そうやって寝かし付けられるのは悔しいが、事実その通りで。気が付けばあの『予感』は姿を隠し、あるのはただ彼の温もりとコロンに包まれた温かな睡魔の訪れのみ。

逆らえずに目を閉じれば、それはもう確実になった。

「ガイが来たら、起こして…」

とろとろと訪れた睡魔が、意識すら蝕んでいく。

「……ジェイド」

「何ですか?」

「………ありがと…」

そんな状態でもただそれだけは伝えたくて言えば、言葉の代わりに頭を撫でられる。眠れないたびに彼を頼ってしまうのは悪い習慣だと思うけれど、実際驚くほど眠れて。
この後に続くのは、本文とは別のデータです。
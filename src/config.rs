//! Configuration management and validation.
//!
//! Provides the sectioned configuration for the extraction pipeline:
//! input/output paths, geographic and temporal filter windows, variable
//! alias preference lists, and performance/logging settings. Nothing in
//! the pipeline reads these values from anywhere else; the whole
//! configuration is constructed here and passed in.

use crate::constants::{DEFAULT_OUTPUT_FILE, aliases, default_region, default_years};
use crate::{Error, Result};
use serde::{Deserialize, Serialize};
use std::path::{Path, PathBuf};

/// Global configuration for Argo profile extraction
#[derive(Debug, Clone, Serialize, Deserialize)]
#[serde(default)]
pub struct Config {
    /// Input/output path settings
    pub processing: ProcessingConfig,

    /// Geographic and temporal profile filters
    pub filters: FilterConfig,

    /// Variable alias preference lists
    pub variables: VariableConfig,

    /// Worker and throughput settings
    pub performance: PerformanceConfig,

    /// Logging settings
    pub logging: LoggingConfig,
}

/// Input and output path settings
#[derive(Debug, Clone, Serialize, Deserialize)]
#[serde(default)]
pub struct ProcessingConfig {
    /// Directory scanned recursively for .nc profile files
    pub input_path: PathBuf,

    /// Output CSV file path
    pub output_path: PathBuf,
}

/// Profile filter settings
///
/// The geographic and temporal filters are independent; either can be
/// disabled without affecting the other. Both windows are inclusive.
#[derive(Debug, Clone, Serialize, Deserialize)]
#[serde(default)]
pub struct FilterConfig {
    /// Geographic bounding-box filter
    pub geographic: GeographicFilterConfig,

    /// Calendar-year window filter
    pub temporal: TemporalFilterConfig,
}

/// Inclusive geographic bounding box
#[derive(Debug, Clone, Serialize, Deserialize)]
#[serde(default)]
pub struct GeographicFilterConfig {
    /// Whether the bounding-box filter is applied
    pub enabled: bool,
    pub lon_min: f64,
    pub lon_max: f64,
    pub lat_min: f64,
    pub lat_max: f64,
}

/// Inclusive calendar-year window
#[derive(Debug, Clone, Serialize, Deserialize)]
#[serde(default)]
pub struct TemporalFilterConfig {
    /// Whether the year-window filter is applied
    pub enabled: bool,
    pub year_min: i32,
    pub year_max: i32,
}

/// Ordered alias preference lists for each variable role
///
/// The first alias present in a file wins; matching is case-insensitive.
#[derive(Debug, Clone, Serialize, Deserialize)]
#[serde(default)]
pub struct VariableConfig {
    pub pressure: Vec<String>,
    pub temperature: Vec<String>,
    pub salinity: Vec<String>,
    pub platform_id: Vec<String>,
    pub time_offset: Vec<String>,
    pub reference_time: Vec<String>,
    pub latitude: Vec<String>,
    pub longitude: Vec<String>,
}

/// Worker and throughput settings
#[derive(Debug, Clone, Serialize, Deserialize)]
#[serde(default)]
pub struct PerformanceConfig {
    /// Number of files processed concurrently (1 = sequential)
    pub workers: usize,
}

/// Logging settings
#[derive(Debug, Clone, Serialize, Deserialize)]
#[serde(default)]
pub struct LoggingConfig {
    /// Log level: trace, debug, info, warn, error
    pub level: String,

    /// Suppress progress output and use compact logging
    pub quiet: bool,
}

fn owned(list: &[&str]) -> Vec<String> {
    list.iter().map(|s| s.to_string()).collect()
}

impl Default for Config {
    fn default() -> Self {
        Self {
            processing: ProcessingConfig::default(),
            filters: FilterConfig::default(),
            variables: VariableConfig::default(),
            performance: PerformanceConfig::default(),
            logging: LoggingConfig::default(),
        }
    }
}

impl Default for ProcessingConfig {
    fn default() -> Self {
        Self {
            input_path: PathBuf::from("."),
            output_path: PathBuf::from(DEFAULT_OUTPUT_FILE),
        }
    }
}

impl Default for FilterConfig {
    fn default() -> Self {
        Self {
            geographic: GeographicFilterConfig::default(),
            temporal: TemporalFilterConfig::default(),
        }
    }
}

impl Default for GeographicFilterConfig {
    fn default() -> Self {
        Self {
            enabled: true,
            lon_min: default_region::LON_MIN,
            lon_max: default_region::LON_MAX,
            lat_min: default_region::LAT_MIN,
            lat_max: default_region::LAT_MAX,
        }
    }
}

impl Default for TemporalFilterConfig {
    fn default() -> Self {
        Self {
            enabled: true,
            year_min: default_years::MIN,
            year_max: default_years::MAX,
        }
    }
}

impl Default for VariableConfig {
    fn default() -> Self {
        Self {
            pressure: owned(aliases::PRESSURE),
            temperature: owned(aliases::TEMPERATURE),
            salinity: owned(aliases::SALINITY),
            platform_id: owned(aliases::PLATFORM_ID),
            time_offset: owned(aliases::TIME_OFFSET),
            reference_time: owned(aliases::REFERENCE_TIME),
            latitude: owned(aliases::LATITUDE),
            longitude: owned(aliases::LONGITUDE),
        }
    }
}

impl Default for PerformanceConfig {
    fn default() -> Self {
        Self {
            workers: num_cpus::get(),
        }
    }
}

impl Default for LoggingConfig {
    fn default() -> Self {
        Self {
            level: "info".to_string(),
            quiet: false,
        }
    }
}

impl Config {
    /// Load configuration from an optional TOML file, falling back to
    /// defaults when no file is given
    ///
    /// CLI argument overrides are applied afterwards by the command layer.
    pub fn load(config_file: Option<&Path>) -> Result<Self> {
        let config = match config_file {
            Some(path) => {
                let contents = std::fs::read_to_string(path).map_err(|e| {
                    Error::io(format!("Failed to read config file '{}'", path.display()), e)
                })?;
                toml::from_str(&contents).map_err(|e| {
                    Error::configuration(format!(
                        "Invalid config file '{}': {}",
                        path.display(),
                        e
                    ))
                })?
            }
            None => Self::default(),
        };

        Ok(config)
    }

    /// Validate the configuration for consistency and valid ranges
    pub fn validate(&self) -> Result<()> {
        let geo = &self.filters.geographic;
        if geo.enabled {
            if geo.lon_min > geo.lon_max {
                return Err(Error::configuration(format!(
                    "Invalid longitude window: {} > {}",
                    geo.lon_min, geo.lon_max
                )));
            }
            if geo.lat_min > geo.lat_max {
                return Err(Error::configuration(format!(
                    "Invalid latitude window: {} > {}",
                    geo.lat_min, geo.lat_max
                )));
            }
            if !(-90.0..=90.0).contains(&geo.lat_min) || !(-90.0..=90.0).contains(&geo.lat_max) {
                return Err(Error::configuration(
                    "Latitude window must be within -90..=90 degrees".to_string(),
                ));
            }
        }

        let temporal = &self.filters.temporal;
        if temporal.enabled && temporal.year_min > temporal.year_max {
            return Err(Error::configuration(format!(
                "Invalid year window: {} > {}",
                temporal.year_min, temporal.year_max
            )));
        }

        if self.performance.workers == 0 {
            return Err(Error::configuration(
                "Worker count must be at least 1".to_string(),
            ));
        }

        let required: [(&str, &Vec<String>); 6] = [
            ("pressure", &self.variables.pressure),
            ("platform_id", &self.variables.platform_id),
            ("time_offset", &self.variables.time_offset),
            ("reference_time", &self.variables.reference_time),
            ("latitude", &self.variables.latitude),
            ("longitude", &self.variables.longitude),
        ];
        for (role, list) in required {
            if list.is_empty() {
                return Err(Error::configuration(format!(
                    "Alias list for required role '{}' is empty",
                    role
                )));
            }
        }

        Ok(())
    }

    /// Create configuration with a custom worker count
    pub fn with_workers(mut self, workers: usize) -> Self {
        self.performance.workers = workers;
        self
    }

    /// Create configuration with the geographic filter disabled
    pub fn without_geographic_filter(mut self) -> Self {
        self.filters.geographic.enabled = false;
        self
    }

    /// Create configuration with the temporal filter disabled
    pub fn without_temporal_filter(mut self) -> Self {
        self.filters.temporal.enabled = false;
        self
    }

    /// Create configuration with a custom bounding box
    pub fn with_bounding_box(mut self, lon_min: f64, lon_max: f64, lat_min: f64, lat_max: f64) -> Self {
        self.filters.geographic = GeographicFilterConfig {
            enabled: true,
            lon_min,
            lon_max,
            lat_min,
            lat_max,
        };
        self
    }

    /// Create configuration with a custom year window
    pub fn with_year_range(mut self, year_min: i32, year_max: i32) -> Self {
        self.filters.temporal = TemporalFilterConfig {
            enabled: true,
            year_min,
            year_max,
        };
        self
    }
}
//! Command-line argument definitions for the Argo processor
//!
//! This module defines the complete CLI interface using the clap derive
//! API. Filter-related flags override the corresponding configuration
//! values; absence of a flag leaves the configured (or default) value in
//! place.

use crate::{Error, Result};
use clap::{Parser, Subcommand};
use std::path::PathBuf;

/// CLI arguments for the Argo profile processor
///
/// Converts Argo oceanographic float profiles from NetCDF containers into
/// a single flat CSV of per-level measurements for data analysis.
#[derive(Debug, Clone, Parser)]
#[command(
    name = "argo-processor",
    version,
    about = "Convert Argo float NetCDF profiles into a flat measurement CSV",
    long_about = "Processes Argo oceanographic float profile files (NetCDF) into a single \
                  flat CSV of per-level measurements. Handles single- and multi-profile \
                  container layouts, variable name aliasing, fill-value masking, and \
                  geographic/temporal filtering, and reports exactly what it skipped and why."
)]
pub struct Args {
    #[command(subcommand)]
    pub command: Option<Commands>,
}

/// Available subcommands for the Argo processor
#[derive(Debug, Clone, Subcommand)]
pub enum Commands {
    /// Extract measurement rows from NetCDF profiles to CSV (default command)
    Extract(ExtractArgs),
    /// Inspect one NetCDF profile file: dimensions, variables, resolved roles
    Inspect(InspectArgs),
}

/// Arguments for the extract command (main data processing)
#[derive(Debug, Clone, Parser)]
pub struct ExtractArgs {
    /// Input directory scanned recursively for .nc profile files
    ///
    /// If not specified, defaults to the configured input path (the
    /// current directory out of the box).
    #[arg(
        short = 'i',
        long = "input",
        value_name = "PATH",
        help = "Input directory containing NetCDF profile files"
    )]
    pub input_path: Option<PathBuf>,

    /// Output CSV file path
    ///
    /// Will be overwritten if it exists. If not specified, defaults to
    /// ./argo_measurements.csv
    #[arg(
        short = 'o',
        long = "output",
        value_name = "FILE",
        help = "Output CSV file path"
    )]
    pub output_path: Option<PathBuf>,

    /// Path to configuration file
    ///
    /// TOML configuration file for filter windows, variable alias lists,
    /// and performance settings. CLI flags override file values.
    #[arg(
        short = 'c',
        long = "config",
        value_name = "FILE",
        help = "Path to configuration file (TOML format)"
    )]
    pub config_file: Option<PathBuf>,

    /// Western edge of the bounding box, degrees east
    #[arg(
        long = "lon-min",
        value_name = "DEG",
        allow_negative_numbers = true,
        help = "Bounding box minimum longitude"
    )]
    pub lon_min: Option<f64>,

    /// Eastern edge of the bounding box, degrees east
    #[arg(
        long = "lon-max",
        value_name = "DEG",
        allow_negative_numbers = true,
        help = "Bounding box maximum longitude"
    )]
    pub lon_max: Option<f64>,

    /// Southern edge of the bounding box, degrees north
    #[arg(
        long = "lat-min",
        value_name = "DEG",
        allow_negative_numbers = true,
        help = "Bounding box minimum latitude"
    )]
    pub lat_min: Option<f64>,

    /// Northern edge of the bounding box, degrees north
    #[arg(
        long = "lat-max",
        value_name = "DEG",
        allow_negative_numbers = true,
        help = "Bounding box maximum latitude"
    )]
    pub lat_max: Option<f64>,

    /// Disable the geographic bounding-box filter entirely
    #[arg(
        long = "no-geographic-filter",
        help = "Accept profiles regardless of position",
        conflicts_with_all = ["lon_min", "lon_max", "lat_min", "lat_max"]
    )]
    pub no_geographic_filter: bool,

    /// First calendar year accepted (inclusive)
    #[arg(long = "year-min", value_name = "YEAR", help = "First accepted year")]
    pub year_min: Option<i32>,

    /// Last calendar year accepted (inclusive)
    #[arg(long = "year-max", value_name = "YEAR", help = "Last accepted year")]
    pub year_max: Option<i32>,

    /// Disable the calendar-year filter entirely
    #[arg(
        long = "no-temporal-filter",
        help = "Accept profiles regardless of measurement year",
        conflicts_with_all = ["year_min", "year_max"]
    )]
    pub no_temporal_filter: bool,

    /// Number of parallel workers
    ///
    /// Controls how many files are processed concurrently. More workers
    /// speed up large archives but use more memory and CPU.
    #[arg(
        short = 'j',
        long = "workers",
        value_name = "COUNT",
        help = "Number of parallel workers for processing"
    )]
    pub workers: Option<usize>,

    /// Logging verbosity level
    #[arg(
        short = 'v',
        long = "verbose",
        action = clap::ArgAction::Count,
        help = "Increase logging verbosity (-v: info, -vv: debug, -vvv: trace)"
    )]
    pub verbose: u8,

    /// Suppress output (quiet mode)
    ///
    /// Only show errors and critical messages. Overrides verbose settings.
    #[arg(
        short = 'q',
        long = "quiet",
        help = "Suppress output except errors",
        conflicts_with = "verbose"
    )]
    pub quiet: bool,
}

/// Arguments for the inspect command (single-file diagnostics)
#[derive(Debug, Clone, Parser)]
pub struct InspectArgs {
    /// NetCDF profile file to inspect
    #[arg(value_name = "FILE", help = "NetCDF profile file to inspect")]
    pub file: PathBuf,

    /// Logging verbosity level
    #[arg(
        short = 'v',
        long = "verbose",
        action = clap::ArgAction::Count,
        help = "Increase logging verbosity (-v: info, -vv: debug, -vvv: trace)"
    )]
    pub verbose: u8,
}

impl Args {
    /// Get the command if one was specified
    pub fn get_command(&self) -> Commands {
        self.command
            .clone()
            .expect("Command should be present when get_command() is called")
    }
}

impl ExtractArgs {
    /// Validate the extract command arguments for consistency
    pub fn validate(&self) -> Result<()> {
        if let Some(input_path) = &self.input_path {
            if !input_path.exists() {
                return Err(Error::configuration(format!(
                    "Input path does not exist: {}",
                    input_path.display()
                )));
            }

            if !input_path.is_dir() {
                return Err(Error::configuration(format!(
                    "Input path is not a directory: {}",
                    input_path.display()
                )));
            }
        }

        if let Some(workers) = self.workers {
            if workers == 0 {
                return Err(Error::configuration(
                    "Number of workers must be greater than 0".to_string(),
                ));
            }

            if workers > 100 {
                return Err(Error::configuration(
                    "Number of workers cannot exceed 100".to_string(),
                ));
            }
        }

        if let (Some(min), Some(max)) = (self.lon_min, self.lon_max) {
            if min > max {
                return Err(Error::configuration(format!(
                    "Longitude window is inverted: {} > {}",
                    min, max
                )));
            }
        }

        if let (Some(min), Some(max)) = (self.lat_min, self.lat_max) {
            if min > max {
                return Err(Error::configuration(format!(
                    "Latitude window is inverted: {} > {}",
                    min, max
                )));
            }
        }

        if let (Some(min), Some(max)) = (self.year_min, self.year_max) {
            if min > max {
                return Err(Error::configuration(format!(
                    "Year window is inverted: {} > {}",
                    min, max
                )));
            }
        }

        if let Some(config_file) = &self.config_file {
            if !config_file.exists() {
                return Err(Error::configuration(format!(
                    "Config file does not exist: {}",
                    config_file.display()
                )));
            }
        }

        Ok(())
    }

    /// Determine the appropriate log level based on verbosity flags
    pub fn get_log_level(&self) -> &'static str {
        if self.quiet {
            "error"
        } else {
            match self.verbose {
                0 => "info",
                1 => "debug",
                _ => "trace",
            }
        }
    }

    /// Check if we should show progress bars (not in quiet mode)
    pub fn show_progress(&self) -> bool {
        !self.quiet
    }
}

impl InspectArgs {
    /// Determine the appropriate log level based on verbosity flags
    pub fn get_log_level(&self) -> &'static str {
        match self.verbose {
            0 => "warn",
            1 => "info",
            2 => "debug",
            _ => "trace",
        }
    }
}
まったく悪夢にうなされないわけではないのだけれど…時たまちゃんと眠れるのはありがたくて。

やがて夜の静寂すら耳に付かなくなり、その感覚に身を任せれば、あれほど恐かった眠気はあっさり自分を支配した。

 

 

 

 

 

「…ようやく寝てくれましたね」

肩の辺りから聞こえてくる穏やかな寝息に、彼を起こさないようにそっと溜息をついた。

悪夢に眠れない彼を寝かし付けるのが、今ではすっかり自分の『仕事』になりつつあった。もっとも他のメンバーはこの事を知らないし、何より面倒などと思うのではなく、自分でなくてはならないという優越感はあるのだけれど。

「ロマンチック大作戦はまったく別の意味で大成功を収めてしまいましたしね…」

眠れぬ夜に星の話なんて、一体どれほど世間で眠れない子供に読み聞かせられている寝物語だろうか。もっとも題材に光の伝わる速さを持って来てしまった自分も悪いかもしれないが。

 

「私の光はこんなにも近くにある…くらいは言った方が良かったかもしれませんね」

 

すうすうと眠る幼子の髪に口付けて、ずり落ちつつある毛布を引き上げて肩を抱く。ガイと交代の際に起こせと言っていたが、もちろん起こす気はない。

―――悪夢の隙間に訪れた安らかな眠りを妨げるものなど、あってはならぬのだから。

 

 

「……さて、明日はどうやって寝かし付けましょうかね」









暗くなりがちな『ルークの悪夢』ネタをやや軽めに仕上げみました。
ルークっておつむ足りなさそうなので、難しい話になると寝てしまいそう…
って、別にジェイド難しい話してないよ!
授業中とかいつも寝てて、先生に指名されるタイプです(笑)

というかジェイドの『外し』は最初から狙ってたのか、素なのか。